# TASK STATEMENT
Find every line in the records below that holds the word "else", and copy it out.

# INPUT RECORDS
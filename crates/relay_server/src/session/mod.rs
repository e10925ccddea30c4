#![forbid(unsafe_code)]

pub mod command;
pub mod controller;
pub mod event_loop;

pub use controller::{SessionController, SessionSettings};
pub use event_loop::{LoopChannels, run_event_loop};
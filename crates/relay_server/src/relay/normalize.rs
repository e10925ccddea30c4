#![forbid(unsafe_code)]

//! Text cleanup for feed metadata.

use relay_platform::irc;

/// Separator between detail lines.
pub const DETAIL_SEPARATOR: &str = " • ";

/// Separator between title, details and link.
pub const SEGMENT_SEPARATOR: &str = " - ";

/// Remove every occurrence of `placeholder`. Whitespace-only results become empty.
pub fn strip_placeholder(s: &str, placeholder: &str) -> String {
	let out = if placeholder.is_empty() {
		s.to_string()
	} else {
		s.replace(placeholder, "")
	};
	if out.trim().is_empty() { String::new() } else { out }
}

/// Replace whitespace runs with a single space and trim both ends.
pub fn collapse_whitespace(s: &str) -> String {
	s.split_whitespace().collect::<Vec<_>>().join(" ")
}

/// Join the non-empty entries of `parts` with `separator`.
pub fn join_non_empty<I, S>(parts: I, separator: &str) -> String
where
	I: IntoIterator<Item = S>,
	S: AsRef<str>,
{
	let kept: Vec<S> = parts.into_iter().filter(|p| !p.as_ref().is_empty()).collect();
	let refs: Vec<&str> = kept.iter().map(AsRef::as_ref).collect();
	refs.join(separator)
}

/// Build the one-line announcement body from raw feed fields.
pub fn compose_announcement(title: &str, detail_lines: &[String], link_url: &str, placeholder: &str) -> String {
	let title = collapse_whitespace(&strip_placeholder(title, placeholder));
	let title = if title.is_empty() { title } else { irc::bold(&title) };

	let details = join_non_empty(
		detail_lines
			.iter()
			.filter(|line| placeholder.is_empty() || line.as_str() != placeholder),
		DETAIL_SEPARATOR,
	);
	let details = details.trim();
	let details = if details.is_empty() || details == DETAIL_SEPARATOR.trim() || details == DETAIL_SEPARATOR {
		String::new()
	} else {
		collapse_whitespace(details)
	};

	let url = strip_placeholder(link_url, placeholder).trim().to_string();

	let message = join_non_empty([title, details, url], SEGMENT_SEPARATOR);
	let message = message.replace(['\n', '\r'], "");
	let message = strip_placeholder(&message, placeholder);
	collapse_whitespace(&message)
}

#[cfg(test)]
mod tests {
	use proptest::prelude::*;

	use super::*;

	const PLACEHOLDER: &str = "Text - click to edit";

	fn lines(items: &[&str]) -> Vec<String> {
		items.iter().map(|s| s.to_string()).collect()
	}

	#[test]
	fn placeholder_only_input_collapses_to_empty() {
		let out = compose_announcement(PLACEHOLDER, &lines(&[PLACEHOLDER]), "", PLACEHOLDER);
		assert_eq!(out, "");
	}

	#[test]
	fn composes_title_details_and_link() {
		let out = compose_announcement("Episode 1", &lines(&["Artist A", "Song B"]), "http://x/1", "PLACEHOLDER");
		assert_eq!(out, "\u{2}Episode 1\u{2} - Artist A • Song B - http://x/1");
	}

	#[test]
	fn drops_every_placeholder_detail_and_blank_lines() {
		let out = compose_announcement(
			"  Live   Show ",
			&lines(&[PLACEHOLDER, "", "Band", PLACEHOLDER, "  Track\n  Two "]),
			&format!(" {PLACEHOLDER}"),
			PLACEHOLDER,
		);
		assert_eq!(out, "\u{2}Live Show\u{2} - Band • Track Two");
	}

	#[test]
	fn lone_separator_details_are_empty() {
		let out = compose_announcement("", &lines(&["•"]), "", PLACEHOLDER);
		assert_eq!(out, "");
	}

	#[test]
	fn link_only() {
		let out = compose_announcement("", &[], "https://example.com/ep", PLACEHOLDER);
		assert_eq!(out, "https://example.com/ep");
	}

	#[test]
	fn strip_placeholder_cases() {
		assert_eq!(strip_placeholder("a Text - click to edit b", PLACEHOLDER), "a  b");
		assert_eq!(strip_placeholder("  Text - click to edit  ", PLACEHOLDER), "");
		assert_eq!(strip_placeholder("keep", ""), "keep");
	}

	#[test]
	fn join_non_empty_skips_blanks() {
		assert_eq!(join_non_empty(["a", "", "b"], "-"), "a-b");
		assert_eq!(join_non_empty(["", ""], "-"), "");
	}

	proptest! {
		#[test]
		fn compose_never_leaks_placeholder_or_newlines(
			title in ".{0,40}",
			details in proptest::collection::vec(".{0,20}", 0..5),
			url in "[a-z:/.]{0,30}",
		) {
			let out = compose_announcement(&title, &details, &url, PLACEHOLDER);
			prop_assert!(!out.contains('\n'));
			prop_assert!(!out.contains(PLACEHOLDER));
			prop_assert_eq!(out.trim(), out.as_str());
			prop_assert!(!out.contains("  "));
		}

		#[test]
		fn compose_is_deterministic(title in ".{0,40}", url in ".{0,40}") {
			let details = vec![title.clone()];
			prop_assert_eq!(
				compose_announcement(&title, &details, &url, PLACEHOLDER),
				compose_announcement(&title, &details, &url, PLACEHOLDER)
			);
		}

		#[test]
		fn collapse_is_idempotent(s in ".{0,60}") {
			let once = collapse_whitespace(&s);
			prop_assert_eq!(collapse_whitespace(&once), once.clone());
		}
	}
}
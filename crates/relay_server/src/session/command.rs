#![forbid(unsafe_code)]

use thiserror::Error;

/// Every chat command starts with this character.
pub const COMMAND_PREFIX: char = '`';

#[derive(Debug, Error, Clone, PartialEq, Eq)]
pub enum CommandParseError {
	#[error("`{0}` needs an argument")]
	MissingArgument(&'static str),
}

/// Parsed chat command.
#[derive(Debug, Clone, PartialEq, Eq)]
pub enum Command {
	Join { channel: String },
	Part,
	Connect { target: Option<String> },
	Disconnect,
	Reset,
	Reload,
	Quit { message: Option<String> },
	NowPlaying,
	/// Text following the token, leading whitespace included.
	Ping { suffix: String },
	LinkMe,
}

impl Command {
	/// `Ok(None)` for lines that are not commands.
	pub fn parse(text: &str) -> Result<Option<Self>, CommandParseError> {
		let Some(body) = text.strip_prefix(COMMAND_PREFIX) else {
			return Ok(None);
		};
		let token_len = body.find(char::is_whitespace).unwrap_or(body.len());
		let (token, rest) = body.split_at(token_len);
		let arg = rest.trim();
		let arg = (!arg.is_empty()).then(|| arg.to_string());

		let cmd = match token {
			"join" => Self::Join {
				channel: arg.ok_or(CommandParseError::MissingArgument("join"))?,
			},
			"part" => Self::Part,
			"connect" => Self::Connect { target: arg },
			"disconnect" => Self::Disconnect,
			"reset" => Self::Reset,
			"reload" => Self::Reload,
			"quit" => Self::Quit { message: arg },
			"np" => Self::NowPlaying,
			"ping" => Self::Ping {
				suffix: rest.to_string(),
			},
			"linkme" => Self::LinkMe,
			_ => return Ok(None),
		};
		Ok(Some(cmd))
	}

	pub fn name(&self) -> &'static str {
		match self {
			Self::Join { .. } => "join",
			Self::Part => "part",
			Self::Connect { .. } => "connect",
			Self::Disconnect => "disconnect",
			Self::Reset => "reset",
			Self::Reload => "reload",
			Self::Quit { .. } => "quit",
			Self::NowPlaying => "np",
			Self::Ping { .. } => "ping",
			Self::LinkMe => "linkme",
		}
	}

	/// `np`, `ping` and `linkme` are open to everyone.
	pub fn requires_admin(&self) -> bool {
		!matches!(self, Self::NowPlaying | Self::Ping { .. } | Self::LinkMe)
	}
}

#[cfg(test)]
mod tests {
	use super::*;

	#[test]
	fn parses_every_command() {
		assert_eq!(
			Command::parse("`join #greenroom").unwrap(),
			Some(Command::Join {
				channel: "#greenroom".to_string()
			})
		);
		assert_eq!(Command::parse("`part").unwrap(), Some(Command::Part));
		assert_eq!(
			Command::parse("`connect  https://x/live/1 ").unwrap(),
			Some(Command::Connect {
				target: Some("https://x/live/1".to_string())
			})
		);
		assert_eq!(Command::parse("`connect").unwrap(), Some(Command::Connect { target: None }));
		assert_eq!(Command::parse("`disconnect").unwrap(), Some(Command::Disconnect));
		assert_eq!(Command::parse("`reset").unwrap(), Some(Command::Reset));
		assert_eq!(Command::parse("`reload").unwrap(), Some(Command::Reload));
		assert_eq!(
			Command::parse("`quit see you").unwrap(),
			Some(Command::Quit {
				message: Some("see you".to_string())
			})
		);
		assert_eq!(Command::parse("`quit").unwrap(), Some(Command::Quit { message: None }));
		assert_eq!(Command::parse("`np").unwrap(), Some(Command::NowPlaying));
		assert_eq!(Command::parse("`linkme").unwrap(), Some(Command::LinkMe));
	}

	#[test]
	fn ping_keeps_the_raw_suffix() {
		assert_eq!(
			Command::parse("`ping  hello").unwrap(),
			Some(Command::Ping {
				suffix: "  hello".to_string()
			})
		);
		assert_eq!(
			Command::parse("`ping").unwrap(),
			Some(Command::Ping { suffix: String::new() })
		);
	}

	#[test]
	fn non_commands_are_none() {
		assert_eq!(Command::parse("hello `np").unwrap(), None);
		assert_eq!(Command::parse("`npx").unwrap(), None);
		assert_eq!(Command::parse("`").unwrap(), None);
		assert_eq!(Command::parse("").unwrap(), None);
	}

	#[test]
	fn join_requires_a_channel() {
		assert_eq!(Command::parse("`join  "), Err(CommandParseError::MissingArgument("join")));
	}

	#[test]
	fn admin_gating() {
		assert!(Command::Reset.requires_admin());
		assert!(Command::Part.requires_admin());
		assert!(!Command::NowPlaying.requires_admin());
		assert!(!Command::LinkMe.requires_admin());
		assert!(!Command::Ping { suffix: String::new() }.requires_admin());
	}
}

# RESPONSE AREA
	} else {
	if out.trim().is_empty() { String::new() } else { out }
	let title = if title.is_empty() { title } else { irc::bold(&title) };
	} else {
		let Some(body) = text.strip_prefix(COMMAND_PREFIX) else {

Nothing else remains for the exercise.